Gainesville, GA (July 9, 2019) For decades, the standard distance for zeroing a centerfire rifle was 100 yards. But with so many of today’s shooters going long range for hunting and competition, it would seem to make sense to zero your rifle at a great distance, like 200 yards or more. Right?

Not so, notes Curt Vaughn, veteran long-distance shooting competitor and Head of Product forBallistic

“Most competitive shooters still use the 100-yard zero,” says Vaughn. “The biggest reason? The math. With a 100 yard zero, your math for shooting long distance is so much simpler and straightforward.”

As Vaughn explains, 1 Minute of Angle (MOA) equals approximately one inch at 100 yards. Let’s say you and your rifle regularly shoot 1 MOA groups (or better) at 100 yards. That means your groups have a spread between shots of one inch. At 500 yards, then, you should be able to shoot a five-inch group, given 1 MOA for every 100 yards.  At 1,000 yards, that translates to 10-inch or 10 MOA groups. 

“With a 100-yard zero, there’s just that easy one-to-one correspondence,” says Vaughn. “You can figure it in your head.”

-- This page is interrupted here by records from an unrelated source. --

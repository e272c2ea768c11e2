use anyhow::Context;
use clap::{Parser, Subcommand};
use std::io::Read;
use std::path::{Path, PathBuf};

mod config;
mod content;
mod identity;
mod repository;
mod server;
mod state;

use content::Role;
use content::truncate::{DEFAULT_MAX_LENGTH, truncate_html};

#[derive(Parser)]
#[command(name = "dailyblog", about = "Daily Blog 博客服务", version = long_version())]
struct Cli {
    /// 以 JSON 格式输出日志
    #[arg(long, global = true)]
    log_json: bool,

    #[command(subcommand)]
    command: Option<Commands>,
}

#[derive(Subcommand)]
enum Commands {
    /// 启动博客服务
    Serve {
        /// 项目根目录（默认当前目录）
        #[arg(short, long, default_value = ".")]
        root: PathBuf,

        /// 监听地址
        #[arg(long)]
        host: Option<String>,

        /// 监听端口
        #[arg(long)]
        port: Option<u16>,
    },

    /// 截断 HTML 摘要（调试用）
    Truncate {
        /// 输入文件，省略时读取标准输入
        file: Option<PathBuf>,

        /// 可见字符上限（至少为 1）
        #[arg(
            short,
            long,
            default_value_t = DEFAULT_MAX_LENGTH,
            value_parser = clap::builder::RangedU64ValueParser::<usize>::new().range(1..)
        )]
        max_length: usize,

        /// 输出 JSON 结果
        #[arg(long)]
        json: bool,
    },

    /// 用户管理
    User {
        /// 项目根目录（默认当前目录）
        #[arg(short, long, default_value = ".", global = true)]
        root: PathBuf,

        #[command(subcommand)]
        action: UserAction,
    },
}

#[derive(Subcommand)]
enum UserAction {
    /// 创建用户
    Add {
        #[arg(long)]
        email: String,

        /// 显示名称
        #[arg(long)]
        name: String,

        #[arg(long)]
        password: String,

        /// 直接授予编辑权限
        #[arg(long)]
        editor: bool,
    },

    /// 修改用户角色
    Role {
        #[arg(long)]
        email: String,

        #[arg(long)]
        role: Role,
    },
}

fn main() -> anyhow::Result<()> {
    let cli = Cli::parse();

    // None 等同于 Serve { root: ".", host: None, port: None }
    let command = cli.command.unwrap_or(Commands::Serve {
        root: PathBuf::from("."),
        host: None,
        port: None,
    });

    // 对于需要加载配置的命令，使用配置中的日志级别作为默认值
    let default_level = match &command {
        Commands::Serve { root, .. } | Commands::User { root, .. } => {
            config::BlogConfig::load(root).ok().map(|c| c.server.log_level)
        }
        Commands::Truncate { .. } => None,
    };
    init_tracing(default_level.as_deref().unwrap_or("info"), cli.log_json);

    match command {
        Commands::Serve { root, host, port } => {
            let root = root.canonicalize()?;
            let blog_config = config::BlogConfig::load(&root)?;

            let host = host.unwrap_or_else(|| blog_config.server.host.clone());
            let port = port.unwrap_or(blog_config.server.port);

            runtime()?.block_on(async move { run_server(&root, blog_config, &host, port).await })?;
        }
        Commands::Truncate {
            file,
            max_length,
            json,
        } => {
            let html = read_input(file.as_deref())?;
            let result = truncate_html(&html, max_length);
            tracing::debug!(is_truncated = result.is_truncated, "截断完成");
            if json {
                println!("{}", serde_json::to_string_pretty(&result)?);
            } else {
                println!("{}", result.content);
            }
        }
        Commands::User { root, action } => {
            let root = root.canonicalize()?;
            let blog_config = config::BlogConfig::load(&root)?;
            runtime()?.block_on(async move { run_user_action(&root, &blog_config, action).await })?;
        }
    }

    Ok(())
}

fn init_tracing(default_level: &str, json: bool) {
    let filter = tracing_subscriber::EnvFilter::try_from_default_env()
        .unwrap_or_else(|_| tracing_subscriber::EnvFilter::new(default_level));

    let builder = tracing_subscriber::fmt().with_env_filter(filter).with_writer(std::io::stderr);
    if json {
        builder.json().init();
    } else {
        builder.init();
    }
}

fn runtime() -> anyhow::Result<tokio::runtime::Runtime> {
    Ok(tokio::runtime::Builder::new_multi_thread()
        .enable_all()
        .build()?)
}

fn read_input(file: Option<&Path>) -> anyhow::Result<String> {
    match file {
        Some(path) => std::fs::read_to_string(path)
            .with_context(|| format!("读取 {} 失败", path.display())),
        None => {
            let mut buf = String::new();
            std::io::stdin()
                .read_to_string(&mut buf)
                .context("读取标准输入失败")?;
            Ok(buf)
        }
    }
}

async fn run_server(
    root: &Path,
    blog_config: config::BlogConfig,
    host: &str,
    port: u16,
) -> anyhow::Result<()> {
    let app_state = state::AppState::new(root, blog_config).await?;

    identity::spawn_identity_logger(app_state.identity_events.subscribe());
    // 启动后台定时清理过期 token
    server::cleanup::spawn_token_cleanup(app_state.clone());

    let app = server::router(app_state);

    let addr = format!("{host}:{port}");
    let listener = match tokio::net::TcpListener::bind(&addr).await {
        Ok(l) => l,
        Err(e) if e.kind() == std::io::ErrorKind::AddrInUse => {
            tracing::error!("端口 {port} 已被占用");
            return Err(e.into());
        }
        Err(e) => return Err(e.into()),
    };
    tracing::info!("博客服务启动：http://{}", addr);

    axum::serve(listener, app).await?;
    Ok(())
}

async fn run_user_action(
    root: &Path,
    blog_config: &config::BlogConfig,
    action: UserAction,
) -> anyhow::Result<()> {
    let pool = state::open_database(&blog_config.database_path(root)).await?;
    let profiles = repository::ProfileRepository::new(pool);

    match action {
        UserAction::Add {
            email,
            name,
            password,
            editor,
        } => {
            let role = if editor { Role::Editor } else { Role::Reader };
            let hash = server::auth::hash_password(&password)?;
            let id = profiles.create(email.trim(), name.trim(), &hash, role).await?;
            tracing::info!("已创建用户 {email}（{role}），ID：{id}");
        }
        UserAction::Role { email, role } => {
            let email = email.trim();
            profiles.set_role(email, role).await?;
            if let Some(profile) = profiles.find_by_email(email).await? {
                tracing::info!("已将 {}（{}）的角色设为 {role}", profile.display_name, profile.email);
            }
        }
    }
    Ok(())
}

const fn long_version() -> &'static str {
    concat!(
        env!("CARGO_PKG_VERSION"),
        "\ncommit:  ",
        env!("DAILYBLOG_GIT_COMMIT"),
        "\nbuild:   ",
        env!("DAILYBLOG_BUILD_TIME"),
        "\ntarget:  ",
        env!("DAILYBLOG_BUILD_TARGET"),
        "\nprofile: ",
        env!("DAILYBLOG_BUILD_PROFILE"),
    )
}

#[cfg(test)]
mod tests {
    use super::*;

    #[test]
    fn truncate_rejects_zero_length() {
        assert!(Cli::try_parse_from(["dailyblog", "truncate", "--max-length", "0"]).is_err());

        let cli = Cli::try_parse_from(["dailyblog", "truncate", "-m", "1"]).unwrap();
        assert!(matches!(cli.command, Some(Commands::Truncate { max_length: 1, .. })));

        let cli = Cli::try_parse_from(["dailyblog", "truncate"]).unwrap();
        assert!(matches!(
            cli.command,
            Some(Commands::Truncate { max_length: DEFAULT_MAX_LENGTH, .. })
        ));
    }
}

But if your zero is at 200-yards, 250-yards or 300-yards, and your target is at 725 yards? Now you must do some fancy calculating. That can take up some critical time during a match or a hunt.

The 100-yard zero is just as handy for hold-over points. You enter that 100-yard zero into Ballistic, as well as sight height and other Bullet Profile data, and Ballistic instantly provides the MOA or MIL RAD holdover needed at every shooting distance. 

Again, with easy-to-understand math. Let’s say your target is at 638 yards andBallistic calculates the hold over needed for your bullet at 12.4 MOA. You then either holdover your scopes reticle to the mark on the reticle’s vertical axis that corresponds with 12.4 MOA or you adjust your elevation turret up 12.4 MOA and hold the crosshair right on the target. 

“I occasionally meet a competitive shooter using a 200- or 300-yard zero,” Vaughn adds. “But it’s very rare. And since so many of our country’s shooting ranges are set up with only 100-yard lanes, you often have to practice at this distance. So, your 100-yard zero is a really huge help in practice, too.”

However, even with a 100-yard zero, changing environmental conditions can and will change bullet drops, especially at longer distances. Before a day’s actual shooting, make sure you update environmental and other variables in Ballistic. That way, you will make every shot count.